(Londres) Le premier ministre britannique Boris Johnson était sur la corde raide jeudi, ridiculisé par la presse et vilipendé dans son propre camp pour l’instauration de nouvelles restrictions anti-COVID-19, au moment où son gouvernement est accusé de ne pas les avoir toujours respectées.

Depuis plusieurs jours, les révélations s’accumulent dans les journaux sur plusieurs fêtes qui auraient été organisées au cœur du pouvoir en novembre et décembre 2020, dans un Royaume-Uni bouclé en raison du coronavirus, où presque 146 000 personnes en sont mortes.

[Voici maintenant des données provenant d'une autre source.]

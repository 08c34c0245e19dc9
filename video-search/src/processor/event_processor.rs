//! Event processor implementation.
//!
//! Routes each `IndexEvent` to the synchronizer that owns its index and records the outcome.

use std::sync::Arc;
use tracing::{debug, instrument};

use video_search_repository::DocumentStore;

use crate::consumer::IndexEvent;
use crate::errors::IngestError;
use crate::indexes::{CreatorsIndex, VideosIndex};
use crate::sync::{CreatorSynchronizer, SyncConfig, SyncOutcome, SyncStats, VideoSynchronizer};

/// Processor that applies events to the search indexes.
///
/// Events of a batch are applied in delivery order. The first store failure aborts the batch so
/// the orchestrator withholds its acknowledgment.
#[derive(Clone)]
pub struct EventProcessor {
    videos: VideoSynchronizer,
    creators: CreatorSynchronizer,
    stats: Arc<SyncStats>,
}

impl EventProcessor {
    /// Create a processor over `store`.
    pub fn new(store: Arc<dyn DocumentStore>, config: SyncConfig) -> Self {
        Self::from_synchronizers(
            VideoSynchronizer::new(VideosIndex::new(store.clone()), config),
            CreatorSynchronizer::new(CreatorsIndex::new(store)),
        )
    }

    pub fn from_synchronizers(videos: VideoSynchronizer, creators: CreatorSynchronizer) -> Self {
        Self {
            videos,
            creators,
            stats: Arc::new(SyncStats::new()),
        }
    }

    /// Outcome counters shared with the orchestrator's progress log.
    pub fn stats(&self) -> Arc<SyncStats> {
        Arc::clone(&self.stats)
    }

    /// Apply a batch of events in order.
    #[instrument(skip(self, events), fields(event_count = events.len()))]
    pub async fn process_batch(
        &self,
        events: Vec<IndexEvent>,
    ) -> Result<Vec<SyncOutcome>, IngestError> {
        let mut outcomes = Vec::with_capacity(events.len());

        for event in events {
            outcomes.push(self.process_event(event).await?);
        }

        debug!(processed_count = outcomes.len(), "Processed event batch");
        Ok(outcomes)
    }

    /// Apply a single event.
    pub async fn process_event(&self, event: IndexEvent) -> Result<SyncOutcome, IngestError> {
        let pattern = event.pattern();
        let outcome = match event {
            IndexEvent::CreateVideo(payload) => self.videos.create_video(payload).await?,
            IndexEvent::UpdateVideo(payload) => self.videos.update_video(payload).await?,
            IndexEvent::UnregisterVideo(payload) => self.videos.unregister_video(payload).await?,
            IndexEvent::UpdateVideoMetrics(payload) => {
                self.videos.update_video_metrics(payload).await?
            }
            IndexEvent::UpsertCreator(payload) => self.creators.upsert_creator(payload).await?,
        };

        self.stats.record(outcome);
        debug!(pattern = pattern, outcome = %outcome, "Event processed");
        Ok(outcome)
    }
}
//! OpenSearch implementation of the document store.
//!
//! This module provides a concrete implementation of `DocumentStore` using OpenSearch as the
//! backend.

mod index_config;
mod provider;
mod queries;

pub use index_config::IndexConfig;
pub use provider::OpenSearchProvider;
pub use queries::build_search_body;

De supposées réjouissances arrosées qui auraient rassemblé une quarantaine de personnes à Downing Street le 18 décembre indignent d’autant plus l’opinion que les Britanniques étaient alors privés de retrouvailles familiales pour Noël.  

Quelques heures après s’être excusé pour la diffusion d’une vidéo dans laquelle une conseillère plaisantait sur cette fête, Boris Johnson a annoncé mercredi un durcissement des restrictions face au variant Omicron, dont la progression exponentielle pourrait faire vaciller le service public de santé.  

Les Britanniques vont devoir retourner au télétravail, montrer un passeport sanitaire dans des lieux de grand rassemblement comme les stades et les discothèques et porter un masque dans la plupart des lieux fermés, sauf les pubs et restaurants.  

Dans le même temps, alimentant la confusion avant les fêtes, Boris Johnson a estimé « OK » de maintenir les « Christmas Parties », tradition très britannique, à condition de faire montre de prudence.  

Crédibilité en doute

Le nouveau tour de vis passe mal auprès de dizaines de députés de la majorité conservatrice, inquiets de son impact économique et déjà échaudés par de précédents scandales impliquant le gouvernement, en matière de lobbying notamment.  

Certains de ces élus estiment aussi que le mauvais exemple donné par le pouvoir risque de mettre à mal le respect des restrictions par la population.  

« Pourquoi les personnes à la maison écoutant le premier ministre et le ministre (de la Santé) devraient-elles faire des choses que les gens travaillant au 10, Downing Street ne sont pas disposés à faire ? », s’est interrogé le député Mark Harper, pour qui « la crédibilité » du gouvernement en a « pris un coup ».  

Les restrictions sont aussi tournées en ridicule dans la presse britannique, qui accuse le gouvernement d’hypocrisie.  

« Une règle pour eux, de nouvelles règles pour le reste d’entre nous », titrait jeudi le Daily Mail. Un autre tabloïd, The Sun, représente Boris Johnson comme le « Grinch » : « Une règle pour eux. Faites comme vous voulez jusqu’à ce que vous vous fassiez prendre ».  

« N’allez pas au travail, mais allez à des fêtes », ironisait le Daily Telegraph. Le quotidien de droite, proche du pouvoir et dont Boris Johnson a été un éditorialiste vedette, va même jusqu’à se demander si c’est « le début de la fin » pour le dirigeant conservateur.

« Il y a une intense odeur nauséabonde de fin de régime émanant de Downing Street que l’on ne peut plus ignorer. Pourquoi tous les gouvernements finissent-ils par prendre leurs électeurs pour des idiots ? », écrit-il.  

Alors que certains députés d’opposition ont réclamé sa démission, Boris Johnson a annoncé une enquête interne et promis des « conséquences » pour ceux qui n’auraient pas respecté les règles, affirmant avoir été assuré « à plusieurs reprises » qu’il n’y avait pas eu de fête.  

Il s’est défendu d’avoir accéléré l’annonce des nouvelles restrictions afin de détourner l’attention.  

Cette nouvelle affaire est calamiteuse pour le dirigeant, déjà affaibli dans les sondages, avec une majorité favorable à sa démission.  

Jusqu’ici, de précédents scandales l’avaient seulement fait tanguer. Comme quand son gouvernement a été fustigé pour ses liaisons dangereuses avec les milieux d’affaires ou quand son ancien ministre de la Santé Matt Hancock avait dû démissionner en juin pour une liaison avec une conseillère, étalée dans tous les médias, en dépit des règles anti-COVID-19.  

Tuile supplémentaire, Boris Johnson a été rappelé à l’ordre jeudi par la Commission électorale, régulateur des comptes des partis politiques, pour la coûteuse rénovation de son logement de fonction, financée par un don privé dont le Parti conservateur n’avait pas déclaré le montant total.  

Seule note positive, le dirigeant et sa femme ont annoncé jeudi la naissance d’une petite fille, leur deuxième enfant et le septième pour lui.